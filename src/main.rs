//! Binary entry point for gitrecall.

#![deny(clippy::all)]
#![warn(clippy::pedantic)]
#![warn(missing_docs)]
// Allow print_stderr/print_stdout in the CLI binary
#![allow(clippy::print_stderr)]
#![allow(clippy::print_stdout)]
// Allow needless_pass_by_value for command functions
#![allow(clippy::needless_pass_by_value)]
// Allow multiple crate versions from transitive dependencies
#![allow(clippy::multiple_crate_versions)]

mod commands;

use std::process::ExitCode;

use clap::{Parser, Subcommand};
use gitrecall::observability;

use commands::{HookEvent, MemoryAction};

/// gitrecall - commit-history memory for AI coding agents.
#[derive(Parser)]
#[command(name = "gitrecall")]
#[command(author, version, about, long_about = None)]
struct Cli {
    /// Enable verbose output.
    #[arg(short, long, global = true)]
    verbose: bool,

    #[command(subcommand)]
    command: Commands,
}

/// Available commands.
#[derive(Subcommand)]
enum Commands {
    /// Rebuild the trailer index from git history.
    Index,

    /// Validate a commit message (stdin, --file, or a revision).
    Validate {
        /// Read the message from a file instead of stdin.
        #[arg(short, long)]
        file: Option<String>,

        /// Validate the message of a revision (e.g. HEAD).
        #[arg(short, long)]
        rev: Option<String>,
    },

    /// Query the trailer index.
    Query {
        /// Hierarchical scope pattern (e.g. auth or auth/login).
        #[arg(short, long)]
        scope: Option<String>,

        /// Intent filter (repeatable).
        #[arg(short, long)]
        intent: Vec<String>,

        /// Session id filter.
        #[arg(long)]
        session: Option<String>,

        /// Keyword against decided-against entries.
        #[arg(short, long)]
        decided_against: Option<String>,

        /// Maximum results.
        #[arg(short, long, default_value = "20")]
        limit: usize,
    },

    /// Manage session working memory.
    Memory {
        /// Memory subcommand.
        #[command(subcommand)]
        action: MemoryAction,
    },

    /// Consolidate a session's working memory into a summary.
    Consolidate {
        /// Session id (default: today's default session).
        #[arg(short, long)]
        session: Option<String>,
    },

    /// Ask the RLM loop a question about the commit history.
    Ask {
        /// The question.
        prompt: String,

        /// Print the iteration trace.
        #[arg(long)]
        trace: bool,
    },

    /// Show index, memory, and RLM status.
    Status,

    /// Handle agent lifecycle hooks (reads a JSON envelope on stdin).
    Hook {
        /// Hook event type.
        #[command(subcommand)]
        event: HookEvent,
    },
}

fn main() -> ExitCode {
    let cli = Cli::parse();
    observability::init(cli.verbose);

    let result = match cli.command {
        Commands::Index => commands::cmd_index(),
        Commands::Validate { file, rev } => commands::cmd_validate(file, rev),
        Commands::Query {
            scope,
            intent,
            session,
            decided_against,
            limit,
        } => commands::cmd_query(scope, intent, session, decided_against, limit),
        Commands::Memory { action } => commands::cmd_memory(action),
        Commands::Consolidate { session } => commands::cmd_consolidate(session),
        Commands::Ask { prompt, trace } => commands::cmd_ask(prompt, trace),
        Commands::Status => commands::cmd_status(),
        Commands::Hook { event } => return commands::cmd_hook(event),
    };

    match result {
        Ok(code) => code,
        Err(e) => {
            eprintln!("Error [{}]: {e}", e.tag());
            ExitCode::FAILURE
        },
    }
}
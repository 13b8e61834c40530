//! `hook` command: agent lifecycle entry points.
//!
//! Hooks read one JSON envelope from stdin and print context to stdout.
//! They always exit 0: a failing hook must never interfere with the agent,
//! so errors are logged and swallowed.

use std::io::Read;
use std::process::ExitCode;

use clap::Subcommand;

use gitrecall::hooks::{HookHandler, PostToolUseHandler, StopHandler, UserPromptHandler};

/// Hook event types.
#[derive(Subcommand, Clone, Copy)]
pub enum HookEvent {
    /// The user submitted a prompt.
    UserPromptSubmit,
    /// The agent finished running a tool.
    PostToolUse,
    /// The session ended.
    Stop,
}

impl HookEvent {
    const fn as_str(self) -> &'static str {
        match self {
            Self::UserPromptSubmit => "user-prompt-submit",
            Self::PostToolUse => "post-tool-use",
            Self::Stop => "stop",
        }
    }
}

/// Dispatches a hook event. Always exits 0.
pub fn cmd_hook(event: HookEvent) -> ExitCode {
    let mut input = String::new();
    if std::io::stdin().read_to_string(&mut input).is_err() {
        input.clear();
    }

    let result = match event {
        HookEvent::UserPromptSubmit => UserPromptHandler::new().handle(&input),
        HookEvent::PostToolUse => PostToolUseHandler::new().handle(&input),
        HookEvent::Stop => StopHandler::new().handle(&input),
    };

    match result {
        Ok(output) => {
            if !output.is_empty() {
                println!("{output}");
            }
        },
        Err(e) => {
            // silent on the hook path by design
            tracing::debug!(hook = event.as_str(), error = %e, "hook failed");
        },
    }
    ExitCode::SUCCESS
}
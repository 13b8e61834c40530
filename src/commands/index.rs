//! `index` command: rebuild the trailer index.

use std::process::ExitCode;

use gitrecall::{GitRepo, Result, TrailerIndex};

/// Rebuilds and persists the trailer index for the current repository.
pub fn cmd_index() -> Result<ExitCode> {
    let repo = GitRepo::discover()?;
    let index = TrailerIndex::build(&repo)?;
    index.save(&repo)?;
    println!(
        "Indexed {} commits ({} scopes, {} sessions) at {}",
        index.commit_count,
        index.by_scope.len(),
        index.by_session.len(),
        TrailerIndex::path_for(&repo).display()
    );
    Ok(ExitCode::SUCCESS)
}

━━━━━━━━━━

• _TASK GOAL_: All entries are to be returned word for word.

• _ANSWER BELOW_:
filename src/main.rs
//! Binary entry point for gitrecall.

#![deny(clippy::all)]
#![warn(clippy::pedantic)]
#![warn(missing_docs)]
// Allow print_stderr/print_stdout in the CLI binary
#![allow(clippy::print_stderr)]
#![allow(clippy::print_stdout)]
// Allow needless_pass_by_value for command functions
#![allow(clippy::needless_pass_by_value)]
// Allow multiple crate versions from transitive dependencies
#![allow(clippy::multiple_crate_versions)]

mod commands;

use std::process::ExitCode;

use clap::{Parser, Subcommand};
use gitrecall::observability;

use commands::{HookEvent, MemoryAction};

/// gitrecall - commit-history memory for AI coding agents.
#[derive(Parser)]
#[command(name = "gitrecall")]
#[command(author, version, about, long_about = None)]
struct Cli {
    /// Enable verbose output.
    #[arg(short, long, global = true)]
    verbose: bool,

    #[command(subcommand)]
    command: Commands,
}

/// Available commands.
#[derive(Subcommand)]
enum Commands {
    /// Rebuild the trailer index from git history.
    Index,

    /// Validate a commit message (stdin, --file, or a revision).
    Validate {
        /// Read the message from a file instead of stdin.
        #[arg(short, long)]
        file: Option<String>,

        /// Validate the message of a revision (e.g. HEAD).
        #[arg(short, long)]
        rev: Option<String>,
    },

    /// Query the trailer index.
    Query {
        /// Hierarchical scope pattern (e.g. auth or auth/login).
        #[arg(short, long)]
        scope: Option<String>,

        /// Intent filter (repeatable).
        #[arg(short, long)]
        intent: Vec<String>,

        /// Session id filter.
        #[arg(long)]
        session: Option<String>,

        /// Keyword against decided-against entries.
        #[arg(short, long)]
        decided_against: Option<String>,

        /// Maximum results.
        #[arg(short, long, default_value = "20")]
        limit: usize,
    },

    /// Manage session working memory.
    Memory {
        /// Memory subcommand.
        #[command(subcommand)]
        action: MemoryAction,
    },

    /// Consolidate a session's working memory into a summary.
    Consolidate {
        /// Session id (default: today's default session).
        #[arg(short, long)]
        session: Option<String>,
    },

    /// Ask the RLM loop a question about the commit history.
    Ask {
        /// The question.
        prompt: String,

        /// Print the iteration trace.
        #[arg(long)]
        trace: bool,
    },

    /// Show index, memory, and RLM status.
    Status,

    /// Handle agent lifecycle hooks (reads a JSON envelope on stdin).
    Hook {
        /// Hook event type.
        #[command(subcommand)]
        event: HookEvent,
    },
}

fn main() -> ExitCode {
    let cli = Cli::parse();
    observability::init(cli.verbose);

    let result = match cli.command {
        Commands::Index => commands::cmd_index(),
        Commands::Validate { file, rev } => commands::cmd_validate(file, rev),
        Commands::Query {
            scope,
            intent,
            session,
            decided_against,
            limit,
        } => commands::cmd_query(scope, intent, session, decided_against, limit),
        Commands::Memory { action } => commands::cmd_memory(action),
        Commands::Consolidate { session } => commands::cmd_consolidate(session),
        Commands::Ask { prompt, trace } => commands::cmd_ask(prompt, trace),
        Commands::Status => commands::cmd_status(),
        Commands::Hook { event } => return commands::cmd_hook(event),
    };

    match result {
        Ok(code) => code,
        Err(e) => {
            eprintln!("Error [{}]: {e}", e.tag());
            ExitCode::FAILURE
        },
    }
}
repository 13b8e61834c40530
//! `hook` command: agent lifecycle entry points.
//!
//! Hooks read one JSON envelope from stdin and print context to stdout.
//! They always exit 0: a failing hook must never interfere with the agent,
//! so errors are logged and swallowed.

use std::io::Read;
use std::process::ExitCode;

use clap::Subcommand;

use gitrecall::hooks::{HookHandler, PostToolUseHandler, StopHandler, UserPromptHandler};

/// Hook event types.
#[derive(Subcommand, Clone, Copy)]
pub enum HookEvent {
    /// The user submitted a prompt.
    UserPromptSubmit,
    /// The agent finished running a tool.
    PostToolUse,
    /// The session ended.
    Stop,
}

impl HookEvent {
    const fn as_str(self) -> &'static str {
        match self {
            Self::UserPromptSubmit => "user-prompt-submit",
            Self::PostToolUse => "post-tool-use",
            Self::Stop => "stop",
        }
    }
}

/// Dispatches a hook event. Always exits 0.
pub fn cmd_hook(event: HookEvent) -> ExitCode {
    let mut input = String::new();
    if std::io::stdin().read_to_string(&mut input).is_err() {
        input.clear();
    }

    let result = match event {
        HookEvent::UserPromptSubmit => UserPromptHandler::new().handle(&input),
        HookEvent::PostToolUse => PostToolUseHandler::new().handle(&input),
        HookEvent::Stop => StopHandler::new().handle(&input),
    };

    match result {
        Ok(output) => {
            if !output.is_empty() {
                println!("{output}");
            }
        },
        Err(e) => {
            // silent on the hook path by design
            tracing::debug!(hook = event.as_str(), error = %e, "hook failed");
        },
    }
    ExitCode::SUCCESS
}
repository 13b8e61834c40530
filename src/commands/index.rs
//! `index` command: rebuild the trailer index.

use std::process::ExitCode;

use gitrecall::{GitRepo, Result, TrailerIndex};

/// Rebuilds and persists the trailer index for the current repository.
pub fn cmd_index() -> Result<ExitCode> {
    let repo = GitRepo::discover()?;
    let index = TrailerIndex::build(&repo)?;
    index.save(&repo)?;
    println!(
        "Indexed {} commits ({} scopes, {} sessions) at {}",
        index.commit_count,
        index.by_scope.len(),
        index.by_session.len(),
        TrailerIndex::path_for(&repo).display()
    );
    Ok(ExitCode::SUCCESS)
}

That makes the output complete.